To investigate the effect of increasing training dataset size, we additionally trained three distinct networks on the full training data (n = 276) instead of relying on five-fold cross-validation which uses only 80% of the training data (n = 220) per fold and compared the results to nnU-Net. The achieved performance in terms of mean DSC was 66 (p = 1 × 10–4) and 51 (p = 10–6) on the evaluation set and 72 (p = 4 × 10–3) and 64 (p = 5 × 10–3) on the test set for pelvic/ovarian and omental lesions, respectively.

Furthermore, we compared the DSC values achieved by nnU-Net and our model (trained in five-fold cross-validation) with the trainee radiologist on the evaluation set. Both models performed significantly worse than the trainee radiologist for the segmentation of omental lesions (p = 1 × 10–7 and 6 × 10–6). However, considering the pelvic/ovarian lesions, nnU-Net performs significantly inferior to the trainee radiologist (p = 0.041), while there was no such significant difference between our proposed model and the trainee radiologist (p = 0.371).

Additionally, we compared the disease volume of the ground truth with the automated annotations of our proposed model. Despite the presence of some outliers, Fig. 2 shows close agreement in volume for both disease sites considering the volume comparison of individual scans (second column) and the difference of pre- and post-NACT volume. The Bland–Altman plot shows that on average the ground truth volume is greater than the predicted volume for both sites.

Examples of automated and trainee radiologist segmentations are presented in the left and middle columns of Fig. 3.

Fig. 3
figure 3

Examples of ground truth, automated and trainee radiologist segmentations (pink, cyan and blue, respectively). The first two columns (a, b, d, e) show the cases with median and 90-percentile DSC from the pooled validation and test set.
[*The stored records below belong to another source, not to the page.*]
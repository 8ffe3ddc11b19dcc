//! Single holder of the current world view.

use std::sync::Arc;

use tokio::sync::watch;
use tokio_stream::wrappers::WatchStream;

use crate::state::game::{Device, GameState, Snapshot};

/// Where the currently held view came from.
#[derive(Debug, Clone, Copy, PartialEq, Eq)]
pub enum SnapshotSource {
    /// Placeholder before anything was received.
    Initial,
    /// Full-state pull.
    Pull,
    /// Push channel publication.
    Push,
}

/// Immutable view of the world as of the last accepted snapshot.
#[derive(Debug, Clone, PartialEq, Eq)]
pub struct WorldView {
    /// Devices of the snapshot, MACs unique.
    pub devices: Vec<Device>,
    /// Game state of the same snapshot.
    pub game: GameState,
    /// Bumped on every replacement; `0` means nothing was received yet.
    pub revision: u64,
    /// Channel that delivered the snapshot.
    pub source: SnapshotSource,
    /// Local receipt time of the snapshot (ms since epoch).
    pub received_at_ms: i64,
}

impl WorldView {
    fn initial() -> Self {
        Self {
            devices: Vec::new(),
            game: GameState::default(),
            revision: 0,
            source: SnapshotSource::Initial,
            received_at_ms: 0,
        }
    }

    /// Look up a device by MAC.
    pub fn device(&self, mac: &str) -> Option<&Device> {
        self.devices.iter().find(|device| device.mac == mac)
    }
}

/// Holder of the last accepted snapshot.
///
/// Replacement swaps a whole [`Arc<WorldView>`] under the channel lock, so readers always see
/// devices and game state from the same snapshot. Nothing is ever merged.
pub struct StateStore {
    current: watch::Sender<Arc<WorldView>>,
}

impl StateStore {
    /// Empty store holding the initial placeholder view.
    pub fn new() -> Self {
        let (current, _rx) = watch::channel(Arc::new(WorldView::initial()));
        Self { current }
    }

    /// Current view. Cheap: clones the `Arc`.
    pub fn read(&self) -> Arc<WorldView> {
        Arc::clone(&self.current.borrow())
    }

    /// Whether any snapshot (pull or push) has been applied yet.
    pub fn is_loaded(&self) -> bool {
        self.current.borrow().revision > 0
    }

    /// Receive every subsequent replacement.
    pub fn subscribe(&self) -> watch::Receiver<Arc<WorldView>> {
        self.current.subscribe()
    }

    /// Same as [`StateStore::subscribe`], as a `Stream`.
    pub fn updates(&self) -> WatchStream<Arc<WorldView>> {
        WatchStream::new(self.subscribe())
    }

    /// Swap in `snapshot` wholesale and return the new view.
    ///
    /// An empty device list is applied like any other.
    pub(crate) fn replace(&self, snapshot: Snapshot, source: SnapshotSource) -> Arc<WorldView> {
        let Snapshot {
            devices,
            game,
            received_at_ms,
            ..
        } = snapshot;

        self.current.send_modify(|view| {
            *view = Arc::new(WorldView {
                devices,
                game,
                revision: view.revision + 1,
                source,
                received_at_ms,
            });
        });
        self.read()
    }
}

impl Default for StateStore {
    fn default() -> Self {
        Self::new()
    }
}
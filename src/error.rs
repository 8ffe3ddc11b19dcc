//! Error types raised by the engine components.

use reqwest::StatusCode;
use thiserror::Error;

/// Failures raised by the push channel while connecting or receiving.
#[derive(Debug, Error)]
pub enum TransportError {
    /// The configured server URL cannot be turned into a push endpoint.
    #[error("invalid push channel url `{url}`: {reason}")]
    InvalidUrl {
        /// Configured server URL.
        url: String,
        /// What is wrong with it.
        reason: String,
    },
    /// The WebSocket handshake failed.
    #[error("failed to connect push channel at `{url}`")]
    Connect {
        /// Push endpoint.
        url: String,
        /// Handshake error.
        #[source]
        source: tokio_tungstenite::tungstenite::Error,
    },
    /// The WebSocket handshake did not finish within the connect timeout.
    #[error("push channel handshake with `{url}` timed out after {timeout_ms} ms")]
    ConnectTimeout {
        /// Push endpoint.
        url: String,
        /// Timeout that expired.
        timeout_ms: u64,
    },
    /// The established connection broke while reading frames.
    #[error("push channel receive failed")]
    Receive {
        /// Read error.
        #[source]
        source: tokio_tungstenite::tungstenite::Error,
    },
}

/// Failures raised while pulling the full state from the server.
#[derive(Debug, Error)]
pub enum FetchError {
    /// The request could not be sent or the connection dropped.
    #[error("failed to send full-state request to `{url}`")]
    Send {
        /// Requested URL.
        url: String,
        /// Underlying client error.
        #[source]
        source: reqwest::Error,
    },
    /// The server answered with a non-success status.
    #[error("unexpected full-state response status {status} from `{url}`")]
    Status {
        /// Requested URL.
        url: String,
        /// Status returned by the server.
        status: StatusCode,
    },
    /// The response body was not the expected JSON document.
    #[error("failed to decode full-state response from `{url}`")]
    Decode {
        /// Requested URL.
        url: String,
        /// Underlying client error.
        #[source]
        source: reqwest::Error,
    },
    /// The request did not complete within the configured timeout.
    #[error("full-state request to `{url}` timed out")]
    Timeout {
        /// Requested URL.
        url: String,
    },
}

/// Failures raised while dispatching a mutating command.
#[derive(Debug, Error)]
pub enum CommandError {
    /// The command was rejected before anything was sent.
    #[error("invalid command input: {0}")]
    InvalidInput(String),
    /// The request could not be sent or the connection dropped.
    #[error("failed to send command to `{path}`")]
    Send {
        /// Command path.
        path: String,
        /// Underlying client error.
        #[source]
        source: reqwest::Error,
    },
    /// The server answered with an error status.
    #[error("unexpected command response status {status} for `{path}`")]
    Status {
        /// Command path.
        path: String,
        /// Status returned by the server.
        status: StatusCode,
    },
    /// The server answered 2xx but flagged the command as unsuccessful.
    #[error("server rejected command `{path}`")]
    Rejected {
        /// Command path.
        path: String,
    },
    /// The request did not complete within the configured timeout.
    #[error("command `{path}` timed out")]
    Timeout {
        /// Command path.
        path: String,
    },
}

impl From<validator::ValidationErrors> for CommandError {
    fn from(err: validator::ValidationErrors) -> Self {
        CommandError::InvalidInput(format!("validation failed: {}", err))
    }
}

/// Failures raised while reading the engine configuration file.
#[derive(Debug, Error)]
pub enum ConfigError {
    /// The file exists but could not be read.
    #[error("failed to read config `{path}`")]
    Read {
        /// Config file location.
        path: String,
        /// I/O error.
        #[source]
        source: std::io::Error,
    },
    /// The file content is not valid configuration JSON.
    #[error("failed to parse config `{path}`")]
    Parse {
        /// Config file location.
        path: String,
        /// JSON error.
        #[source]
        source: serde_json::Error,
    },
}

/// Failures raised while assembling the engine.
#[derive(Debug, Error)]
pub enum EngineError {
    /// Building the HTTP client failed (invalid TLS setup, etc).
    #[error("failed to build HTTP client")]
    ClientBuilder {
        /// Builder error.
        #[source]
        source: reqwest::Error,
    },
}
The visual comparison between the automatically generated and manual trainee radiologist segmentation demonstrates typical mistakes of the two instances. Both seem to struggle with the inclusion and exclusion of objects close to the segmentation boundary. The last column (c, f) shows examples of outliers at the extreme ends of the volumes. The segmentation model confused dense components of breast tissue with omental disease as both are embedded in fat

Outlier and error analysis

To assess common errors and outliers, the evaluation and test set were pooled (n = 175) and inspected visually and quantitatively.

Low DSC values were regularly found on scans with low ground truth volume. In the subset of scans with the bottom 25% DSC performance, lower median disease volume was found compared to the full set (omentum, 6 versus 21 cm3; pelvis/ovaries, 9 versus 37 cm3). Vice versa, on the scans with the 25% lowest volumes, lower mean DSC performance was found when compared to the full set (omentum, 35 versus 55; pelvis/ovaries, 46 versus 68).
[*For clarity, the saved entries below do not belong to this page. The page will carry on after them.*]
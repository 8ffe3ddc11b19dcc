//! Pull-based resynchronisation through `GET /api/devices`.

use std::{sync::Arc, time::Duration};

use reqwest::Client;
use tracing::{debug, warn};

use crate::{
    config::EngineConfig,
    dto::ws::RawSnapshot,
    error::FetchError,
    services::ingest::IngestHandle,
    state::{
        clock::ClockService,
        game::Snapshot,
        store::{SnapshotSource, StateStore, WorldView},
    },
};

const FULL_STATE_PATH: &str = "api/devices";

/// Fetches the full state and feeds it to the ingest loop.
pub struct Reconciler {
    client: Client,
    url: String,
    timeout: Duration,
    clock: Arc<ClockService>,
    store: Arc<StateStore>,
    ingest: IngestHandle,
}

impl Reconciler {
    /// Reconciler pulling from `GET /api/devices`.
    pub fn new(
        client: Client,
        config: &EngineConfig,
        clock: Arc<ClockService>,
        store: Arc<StateStore>,
        ingest: IngestHandle,
    ) -> Self {
        Self {
            client,
            url: config.endpoint(FULL_STATE_PATH),
            timeout: config.fetch_timeout,
            clock,
            store,
            ingest,
        }
    }

    /// Pull the full state, surfacing any failure.
    pub async fn try_fetch_full_state(&self) -> Result<Snapshot, FetchError> {
        let request = async {
            let response = self.client.get(&self.url).send().await.map_err(|source| {
                FetchError::Send {
                    url: self.url.clone(),
                    source,
                }
            })?;

            let status = response.status();
            if !status.is_success() {
                return Err(FetchError::Status {
                    url: self.url.clone(),
                    status,
                });
            }

            response
                .json::<RawSnapshot>()
                .await
                .map_err(|source| FetchError::Decode {
                    url: self.url.clone(),
                    source,
                })
        };

        let raw = tokio::time::timeout(self.timeout, request)
            .await
            .map_err(|_| FetchError::Timeout {
                url: self.url.clone(),
            })??;

        Ok(raw.normalize(self.clock.now_ms()))
    }

    /// Pull the full state; any failure yields the empty fallback snapshot.
    pub async fn fetch_full_state(&self) -> Snapshot {
        match self.try_fetch_full_state().await {
            Ok(snapshot) => snapshot,
            Err(err) => {
                warn!(error = %err, "full-state pull failed; using fallback snapshot");
                Snapshot::fallback(self.clock.now_ms())
            }
        }
    }

    /// Pull and apply, resolving once the store reflects the result.
    ///
    /// A failed pull replaces the store with the fallback only while nothing has been loaded
    /// yet; otherwise the current view is kept. Returns `None` if the ingest loop is gone.
    pub async fn refresh(&self) -> Option<Arc<WorldView>> {
        let snapshot = match self.try_fetch_full_state().await {
            Ok(snapshot) => snapshot,
            Err(err) if self.store.is_loaded() => {
                warn!(error = %err, "full-state pull failed; keeping current view");
                return Some(self.store.read());
            }
            Err(err) => {
                warn!(error = %err, "full-state pull failed; applying fallback snapshot");
                Snapshot::fallback(self.clock.now_ms())
            }
        };

        let view = self.ingest.apply(snapshot, SnapshotSource::Pull).await;
        if view.is_none() {
            debug!("ingest stopped; pulled snapshot not applied");
        }
        view
    }
}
A visual evaluation revealed common false positive predictions in the extreme ends of the scan volumes outside of anatomic regions where disease commonly occurs. On 41 scans, the omental disease was falsely annotated in breast tissue, in 13 cases near the scapulae and in five cases, false-positive annotations were found in the thighs. Examples of such false-positive annotations can be found in the right column of Fig. 3.

To better understand the influence of false-positive and false-negative predictions, we computed the sensitivity and precision. For both disease sites, the sensitivity was found to be lower than the precision (omentum, 52 versus 70; pelvis/ovaries, 69 versus 73).
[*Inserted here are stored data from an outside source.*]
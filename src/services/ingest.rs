//! Single writer of the state store.
//!
//! Push frames and pulled snapshots are funnelled through one channel and applied in arrival
//! order by [`run`], so the store never has concurrent writers.

use std::sync::Arc;

use tokio::sync::{mpsc, oneshot};
use tokio_util::sync::CancellationToken;
use tracing::{debug, info};

use crate::{
    dto::ws::VictoryEvent,
    state::{
        clock::ClockService,
        events::VictoryHub,
        game::Snapshot,
        store::{SnapshotSource, StateStore, WorldView},
    },
};

/// Default queue depth between producers and the ingest loop.
pub const INGEST_CAPACITY: usize = 32;

/// Work item for the ingest loop.
#[derive(Debug)]
pub enum InboundEvent {
    /// Replace the store with `snapshot`; `applied` is told the resulting view.
    Snapshot {
        snapshot: Snapshot,
        source: SnapshotSource,
        applied: Option<oneshot::Sender<Arc<WorldView>>>,
    },
    /// Forward a victory announcement to subscribers.
    Victory(VictoryEvent),
}

/// Producer side of the ingest queue.
#[derive(Clone)]
pub struct IngestHandle {
    tx: mpsc::Sender<InboundEvent>,
}

impl IngestHandle {
    /// Queue a snapshot without waiting for it to be applied.
    ///
    /// Returns `false` once the ingest loop has stopped.
    pub async fn submit(&self, snapshot: Snapshot, source: SnapshotSource) -> bool {
        self.tx
            .send(InboundEvent::Snapshot {
                snapshot,
                source,
                applied: None,
            })
            .await
            .is_ok()
    }

    /// Queue a snapshot and wait until the store reflects it.
    pub async fn apply(&self, snapshot: Snapshot, source: SnapshotSource) -> Option<Arc<WorldView>> {
        let (applied, done) = oneshot::channel();
        self.tx
            .send(InboundEvent::Snapshot {
                snapshot,
                source,
                applied: Some(applied),
            })
            .await
            .ok()?;
        done.await.ok()
    }

    /// Queue a victory announcement.
    pub async fn victory(&self, event: VictoryEvent) -> bool {
        self.tx.send(InboundEvent::Victory(event)).await.is_ok()
    }
}

/// Create the ingest queue.
pub fn channel(capacity: usize) -> (IngestHandle, mpsc::Receiver<InboundEvent>) {
    let (tx, rx) = mpsc::channel(capacity);
    (IngestHandle { tx }, rx)
}

/// Apply queued events until cancelled or every producer is gone.
pub async fn run(
    mut rx: mpsc::Receiver<InboundEvent>,
    store: Arc<StateStore>,
    clock: Arc<ClockService>,
    victories: Arc<VictoryHub>,
    cancel: CancellationToken,
) {
    loop {
        let event = tokio::select! {
            _ = cancel.cancelled() => break,
            event = rx.recv() => match event {
                Some(event) => event,
                None => break,
            },
        };

        match event {
            InboundEvent::Snapshot {
                snapshot,
                source,
                applied,
            } => {
                let view = apply_snapshot(&store, &clock, snapshot, source);
                if let Some(applied) = applied {
                    let _ = applied.send(view);
                }
            }
            InboundEvent::Victory(event) => {
                info!(winner = %event.winner, message = %event.message, "victory announced");
                let listeners = victories.announce(event);
                debug!(listeners, "victory delivered");
            }
        }
    }

    debug!("ingest loop stopped");
}

/// Update the clock offset from the snapshot's server time, then swap it into the store.
fn apply_snapshot(
    store: &StateStore,
    clock: &ClockService,
    snapshot: Snapshot,
    source: SnapshotSource,
) -> Arc<WorldView> {
    if let Some(server_time_ms) = snapshot.server_time_ms {
        let offset_ms = clock.update_offset_at(server_time_ms, snapshot.received_at_ms);
        debug!(offset_ms, "clock offset updated");
    }

    let view = store.replace(snapshot, source);
    debug!(
        revision = view.revision,
        source = ?view.source,
        devices = view.devices.len(),
        "state replaced"
    );
    view
}

#[cfg(test)]
mod tests {
    use crate::state::{clock::ManualClock, game::GameState};

    use super::*;

    struct Harness {
        handle: IngestHandle,
        store: Arc<StateStore>,
        clock: Arc<ClockService>,
        victories: Arc<VictoryHub>,
        cancel: CancellationToken,
        task: tokio::task::JoinHandle<()>,
    }

    fn harness() -> Harness {
        let (handle, rx) = channel(INGEST_CAPACITY);
        let store = Arc::new(StateStore::new());
        let clock = Arc::new(ClockService::new(Arc::new(ManualClock::new(50_000))));
        let victories = Arc::new(VictoryHub::new(4));
        let cancel = CancellationToken::new();
        let task = tokio::spawn(run(
            rx,
            Arc::clone(&store),
            Arc::clone(&clock),
            Arc::clone(&victories),
            cancel.clone(),
        ));
        Harness {
            handle,
            store,
            clock,
            victories,
            cancel,
            task,
        }
    }

    fn snapshot(server_time_ms: Option<i64>, received_at_ms: i64, debounce_ms: u64) -> Snapshot {
        Snapshot {
            devices: Vec::new(),
            game: GameState {
                debounce_ms,
                ..GameState::default()
            },
            server_time_ms,
            received_at_ms,
        }
    }

    #[tokio::test]
    async fn applies_snapshots_and_updates_offset() {
        let h = harness();

        let view = h
            .handle
            .apply(snapshot(Some(52_000), 50_000, 300), SnapshotSource::Push)
            .await
            .unwrap();
        assert_eq!(view.revision, 1);
        assert_eq!(view.game.debounce_ms, 300);
        assert_eq!(h.clock.offset_ms(), 2_000);
        assert_eq!(h.clock.corrected_now(), 52_000);

        // No server time: previous offset stays.
        h.handle
            .apply(snapshot(None, 51_000, 400), SnapshotSource::Pull)
            .await
            .unwrap();
        assert_eq!(h.clock.offset_ms(), 2_000);
        assert_eq!(h.store.read().source, SnapshotSource::Pull);

        h.cancel.cancel();
        h.task.await.unwrap();
    }

    #[tokio::test]
    async fn submissions_apply_in_order() {
        let h = harness();
        for debounce in 1..=5 {
            assert!(
                h.handle
                    .submit(snapshot(None, 1, debounce), SnapshotSource::Push)
                    .await
            );
        }
        let view = h
            .handle
            .apply(snapshot(None, 1, 99), SnapshotSource::Push)
            .await
            .unwrap();
        assert_eq!(view.revision, 6);
        assert_eq!(view.game.debounce_ms, 99);

        h.cancel.cancel();
        h.task.await.unwrap();
    }

    #[tokio::test]
    async fn victory_does_not_touch_store() {
        let h = harness();
        let mut rx = h.victories.subscribe();
        assert!(
            h.handle
                .victory(VictoryEvent {
                    winner: "red".into(),
                    message: "done".into(),
                })
                .await
        );
        assert_eq!(rx.recv().await.unwrap().winner, "red");
        assert_eq!(h.store.read().revision, 0);

        h.cancel.cancel();
        h.task.await.unwrap();
    }

    #[tokio::test]
    async fn stopped_loop_rejects_work() {
        let h = harness();
        h.cancel.cancel();
        h.task.await.unwrap();
        assert!(
            h.handle
                .apply(snapshot(None, 1, 1), SnapshotSource::Push)
                .await
                .is_none()
        );
        assert!(!h.handle.submit(snapshot(None, 1, 1), SnapshotSource::Push).await);
    }
}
Another source of error was the confusion between classes. We found that in 12 out of 170 cases containing pelvic/ovarian disease, at least parts of the ground truth annotation intersected with automated annotation of the omental disease. Vice versa in 18 out of 155 scans containing omental disease at least one voxel of omental disease was marked as pelvic/ovarian disease by the algorithm. Even to the trained radiologist’s eye, it can be challenging to distinguish between extensive pelvic and omental disease when tumours form conglomerates.

Discussion

This work presents the first automated deep learning-based ovarian cancer CT segmentation approach for the two main disease sites: the pelvis/ovaries and the omentum, while previous work only addressed less common disease sites [14, 15]. While the relatively low DSC values suggest inferior performance compared to expert consultant radiologists, we could demonstrate similar performance to a trainee radiologist with 3 years of experience for pelvic/ovarian lesions despite the complexity of the disease and using only a few hundred scans for training. Moreover, we demonstrated that our model significantly outperforms the well-established state-of-the-art framework nnU-Net for the segmentation of the pelvic/ovarian lesions and generalises to a test set from a different country. The heterogeneity of the disease between patients was demonstrated in Fig. 1. This causes great challenges for both manual and automated segmentation and might be the main reason for the performance gap between our model and the ground truth. Furthermore, a gap in performance for the segmentation of omental disease was found between the trainee radiologist and the proposed method. This might be due to the difficulty of the segmentation task as omental disease often exhibits poor contrast and irregular shape and sparse deposits. Our analysis also suggested that the proposed model might perform better on scans of patients treated with IPS (n = 38 in cross-validation and test set) compared to those treated with NACT (n = 238 in cross-validation and evaluation set). Another reason for the performance differences between the evaluation and test set might be differences in patient stratification between the two different countries of origin (UK versus USA).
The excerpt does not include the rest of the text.